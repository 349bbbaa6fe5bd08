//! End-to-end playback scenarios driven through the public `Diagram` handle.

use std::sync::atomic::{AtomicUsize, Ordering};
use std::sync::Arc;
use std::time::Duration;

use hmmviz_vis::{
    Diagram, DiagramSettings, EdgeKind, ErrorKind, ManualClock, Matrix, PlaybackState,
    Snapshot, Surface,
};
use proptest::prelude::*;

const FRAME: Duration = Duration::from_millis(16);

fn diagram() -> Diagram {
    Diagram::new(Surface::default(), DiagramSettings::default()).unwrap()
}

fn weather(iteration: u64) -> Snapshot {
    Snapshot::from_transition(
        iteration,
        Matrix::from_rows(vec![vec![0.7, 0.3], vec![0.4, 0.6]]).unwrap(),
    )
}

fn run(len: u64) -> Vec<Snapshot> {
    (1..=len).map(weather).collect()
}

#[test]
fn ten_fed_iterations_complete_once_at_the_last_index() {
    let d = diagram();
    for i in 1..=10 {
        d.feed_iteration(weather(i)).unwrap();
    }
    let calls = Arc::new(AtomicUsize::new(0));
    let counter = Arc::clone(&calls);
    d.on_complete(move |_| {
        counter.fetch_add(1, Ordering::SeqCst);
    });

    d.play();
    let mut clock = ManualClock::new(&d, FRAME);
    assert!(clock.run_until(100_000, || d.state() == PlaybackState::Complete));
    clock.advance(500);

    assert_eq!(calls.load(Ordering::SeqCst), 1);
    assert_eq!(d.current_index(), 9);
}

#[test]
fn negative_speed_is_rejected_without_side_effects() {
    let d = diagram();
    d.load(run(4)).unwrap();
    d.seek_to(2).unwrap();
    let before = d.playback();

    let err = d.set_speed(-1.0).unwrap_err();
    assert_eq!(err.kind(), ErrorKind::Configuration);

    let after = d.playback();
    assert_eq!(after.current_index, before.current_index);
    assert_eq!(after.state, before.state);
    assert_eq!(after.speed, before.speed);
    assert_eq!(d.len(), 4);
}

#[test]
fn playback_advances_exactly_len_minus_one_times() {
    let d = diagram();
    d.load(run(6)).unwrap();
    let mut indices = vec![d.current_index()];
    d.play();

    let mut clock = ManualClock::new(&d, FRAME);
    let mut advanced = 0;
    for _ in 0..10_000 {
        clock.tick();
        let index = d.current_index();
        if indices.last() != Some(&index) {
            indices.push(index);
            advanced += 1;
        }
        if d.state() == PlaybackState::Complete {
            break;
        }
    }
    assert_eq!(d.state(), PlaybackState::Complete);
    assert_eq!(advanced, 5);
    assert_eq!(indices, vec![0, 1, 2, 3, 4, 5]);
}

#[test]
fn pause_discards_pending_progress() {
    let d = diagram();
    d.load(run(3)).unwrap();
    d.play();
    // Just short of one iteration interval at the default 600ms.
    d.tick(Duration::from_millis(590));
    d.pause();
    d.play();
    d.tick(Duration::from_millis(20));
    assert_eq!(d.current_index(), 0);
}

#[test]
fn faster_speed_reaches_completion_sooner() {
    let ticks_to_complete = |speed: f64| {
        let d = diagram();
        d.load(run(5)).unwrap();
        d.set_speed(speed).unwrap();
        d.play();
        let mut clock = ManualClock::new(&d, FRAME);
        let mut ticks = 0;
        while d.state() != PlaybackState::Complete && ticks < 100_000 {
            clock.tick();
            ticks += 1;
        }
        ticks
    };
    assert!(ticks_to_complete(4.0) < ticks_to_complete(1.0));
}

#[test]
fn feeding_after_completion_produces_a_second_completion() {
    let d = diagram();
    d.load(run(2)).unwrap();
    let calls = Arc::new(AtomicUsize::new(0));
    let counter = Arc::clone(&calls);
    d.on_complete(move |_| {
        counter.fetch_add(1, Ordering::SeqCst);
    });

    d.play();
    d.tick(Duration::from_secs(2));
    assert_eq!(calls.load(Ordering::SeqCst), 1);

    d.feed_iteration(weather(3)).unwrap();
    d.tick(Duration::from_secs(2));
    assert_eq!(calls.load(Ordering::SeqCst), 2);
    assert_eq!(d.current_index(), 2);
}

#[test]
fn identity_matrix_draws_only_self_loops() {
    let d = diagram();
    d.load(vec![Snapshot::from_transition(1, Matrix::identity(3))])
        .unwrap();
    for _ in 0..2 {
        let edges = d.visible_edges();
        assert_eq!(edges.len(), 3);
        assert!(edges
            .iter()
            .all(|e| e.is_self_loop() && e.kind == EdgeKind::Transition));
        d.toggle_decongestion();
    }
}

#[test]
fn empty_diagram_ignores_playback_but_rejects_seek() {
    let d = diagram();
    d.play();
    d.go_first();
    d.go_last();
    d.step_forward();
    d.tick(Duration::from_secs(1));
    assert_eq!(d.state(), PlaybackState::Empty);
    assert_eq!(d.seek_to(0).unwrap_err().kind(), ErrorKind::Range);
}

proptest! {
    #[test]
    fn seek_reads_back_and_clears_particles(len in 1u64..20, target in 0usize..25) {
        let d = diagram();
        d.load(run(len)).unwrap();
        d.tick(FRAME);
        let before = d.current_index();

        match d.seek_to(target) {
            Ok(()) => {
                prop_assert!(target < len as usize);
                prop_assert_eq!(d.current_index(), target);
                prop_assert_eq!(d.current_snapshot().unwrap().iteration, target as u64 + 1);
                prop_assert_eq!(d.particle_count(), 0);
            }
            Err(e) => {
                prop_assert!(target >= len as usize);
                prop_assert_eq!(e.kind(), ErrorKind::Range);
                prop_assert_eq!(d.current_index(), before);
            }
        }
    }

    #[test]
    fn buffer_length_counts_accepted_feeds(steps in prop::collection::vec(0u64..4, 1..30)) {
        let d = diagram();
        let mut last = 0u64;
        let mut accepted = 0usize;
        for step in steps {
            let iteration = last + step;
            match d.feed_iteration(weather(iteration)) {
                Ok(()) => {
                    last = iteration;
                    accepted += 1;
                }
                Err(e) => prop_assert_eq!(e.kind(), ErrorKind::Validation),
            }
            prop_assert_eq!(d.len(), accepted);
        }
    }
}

• TASK BRIEF: Write each entry out again. Do not change a word.

• TASK RESPONSE:
repository 349bbbaa6fe5bd08
//! End-to-end playback scenarios driven through the public `Diagram` handle.

use std::sync::atomic::{AtomicUsize, Ordering};
use std::sync::Arc;
use std::time::Duration;

use hmmviz_vis::{
    Diagram, DiagramSettings, EdgeKind, ErrorKind, ManualClock, Matrix, PlaybackState,
    Snapshot, Surface,
};
use proptest::prelude::*;

const FRAME: Duration = Duration::from_millis(16);

fn diagram() -> Diagram {
    Diagram::new(Surface::default(), DiagramSettings::default()).unwrap()
}

fn weather(iteration: u64) -> Snapshot {
    Snapshot::from_transition(
        iteration,
        Matrix::from_rows(vec![vec![0.7, 0.3], vec![0.4, 0.6]]).unwrap(),
    )
}

fn run(len: u64) -> Vec<Snapshot> {
    (1..=len).map(weather).collect()
}

#[test]
fn ten_fed_iterations_complete_once_at_the_last_index() {
    let d = diagram();
    for i in 1..=10 {
        d.feed_iteration(weather(i)).unwrap();
    }
    let calls = Arc::new(AtomicUsize::new(0));
    let counter = Arc::clone(&calls);
    d.on_complete(move |_| {
        counter.fetch_add(1, Ordering::SeqCst);
    });

    d.play();
    let mut clock = ManualClock::new(&d, FRAME);
    assert!(clock.run_until(100_000, || d.state() == PlaybackState::Complete));
    clock.advance(500);

    assert_eq!(calls.load(Ordering::SeqCst), 1);
    assert_eq!(d.current_index(), 9);
}

#[test]
fn negative_speed_is_rejected_without_side_effects() {
    let d = diagram();
    d.load(run(4)).unwrap();
    d.seek_to(2).unwrap();
    let before = d.playback();

    let err = d.set_speed(-1.0).unwrap_err();
    assert_eq!(err.kind(), ErrorKind::Configuration);

    let after = d.playback();
    assert_eq!(after.current_index, before.current_index);
    assert_eq!(after.state, before.state);
    assert_eq!(after.speed, before.speed);
    assert_eq!(d.len(), 4);
}

#[test]
fn playback_advances_exactly_len_minus_one_times() {
    let d = diagram();
    d.load(run(6)).unwrap();
    let mut indices = vec![d.current_index()];
    d.play();

    let mut clock = ManualClock::new(&d, FRAME);
    let mut advanced = 0;
    for _ in 0..10_000 {
        clock.tick();
        let index = d.current_index();
        if indices.last() != Some(&index) {
            indices.push(index);
            advanced += 1;
        }
        if d.state() == PlaybackState::Complete {
            break;
        }
    }
    assert_eq!(d.state(), PlaybackState::Complete);
    assert_eq!(advanced, 5);
    assert_eq!(indices, vec![0, 1, 2, 3, 4, 5]);
}

#[test]
fn pause_discards_pending_progress() {
    let d = diagram();
    d.load(run(3)).unwrap();
    d.play();
    // Just short of one iteration interval at the default 600ms.
    d.tick(Duration::from_millis(590));
    d.pause();
    d.play();
    d.tick(Duration::from_millis(20));
    assert_eq!(d.current_index(), 0);
}

#[test]
fn faster_speed_reaches_completion_sooner() {
    let ticks_to_complete = |speed: f64| {
        let d = diagram();
        d.load(run(5)).unwrap();
        d.set_speed(speed).unwrap();
        d.play();
        let mut clock = ManualClock::new(&d, FRAME);
        let mut ticks = 0;
        while d.state() != PlaybackState::Complete && ticks < 100_000 {
            clock.tick();
            ticks += 1;
        }
        ticks
    };
    assert!(ticks_to_complete(4.0) < ticks_to_complete(1.0));
}

#[test]
fn feeding_after_completion_produces_a_second_completion() {
    let d = diagram();
    d.load(run(2)).unwrap();
    let calls = Arc::new(AtomicUsize::new(0));
    let counter = Arc::clone(&calls);
    d.on_complete(move |_| {
        counter.fetch_add(1, Ordering::SeqCst);
    });

    d.play();
    d.tick(Duration::from_secs(2));
    assert_eq!(calls.load(Ordering::SeqCst), 1);

    d.feed_iteration(weather(3)).unwrap();
    d.tick(Duration::from_secs(2));
    assert_eq!(calls.load(Ordering::SeqCst), 2);
    assert_eq!(d.current_index(), 2);
}

#[test]
fn identity_matrix_draws_only_self_loops() {
    let d = diagram();
    d.load(vec![Snapshot::from_transition(1, Matrix::identity(3))])
        .unwrap();
    for _ in 0..2 {
        let edges = d.visible_edges();
        assert_eq!(edges.len(), 3);
        assert!(edges
            .iter()
            .all(|e| e.is_self_loop() && e.kind == EdgeKind::Transition));
        d.toggle_decongestion();
    }
}

#[test]
fn empty_diagram_ignores_playback_but_rejects_seek() {
    let d = diagram();
    d.play();
    d.go_first();
    d.go_last();
    d.step_forward();
    d.tick(Duration::from_secs(1));
    assert_eq!(d.state(), PlaybackState::Empty);
    assert_eq!(d.seek_to(0).unwrap_err().kind(), ErrorKind::Range);
}

proptest! {
    #[test]
    fn seek_reads_back_and_clears_particles(len in 1u64..20, target in 0usize..25) {
        let d = diagram();
        d.load(run(len)).unwrap();
        d.tick(FRAME);
        let before = d.current_index();

        match d.seek_to(target) {
            Ok(()) => {
                prop_assert!(target < len as usize);
                prop_assert_eq!(d.current_index(), target);
                prop_assert_eq!(d.current_snapshot().unwrap().iteration, target as u64 + 1);
                prop_assert_eq!(d.particle_count(), 0);
            }
            Err(e) => {
                prop_assert!(target >= len as usize);
                prop_assert_eq!(e.kind(), ErrorKind::Range);
                prop_assert_eq!(d.current_index(), before);
            }
        }
    }

    #[test]
    fn buffer_length_counts_accepted_feeds(steps in prop::collection::vec(0u64..4, 1..30)) {
        let d = diagram();
        let mut last = 0u64;
        let mut accepted = 0usize;
        for step in steps {
            let iteration = last + step;
            match d.feed_iteration(weather(iteration)) {
                Ok(()) => {
                    last = iteration;
                    accepted += 1;
                }
                Err(e) => prop_assert_eq!(e.kind(), ErrorKind::Validation),
            }
            prop_assert_eq!(d.len(), accepted);
        }
    }
}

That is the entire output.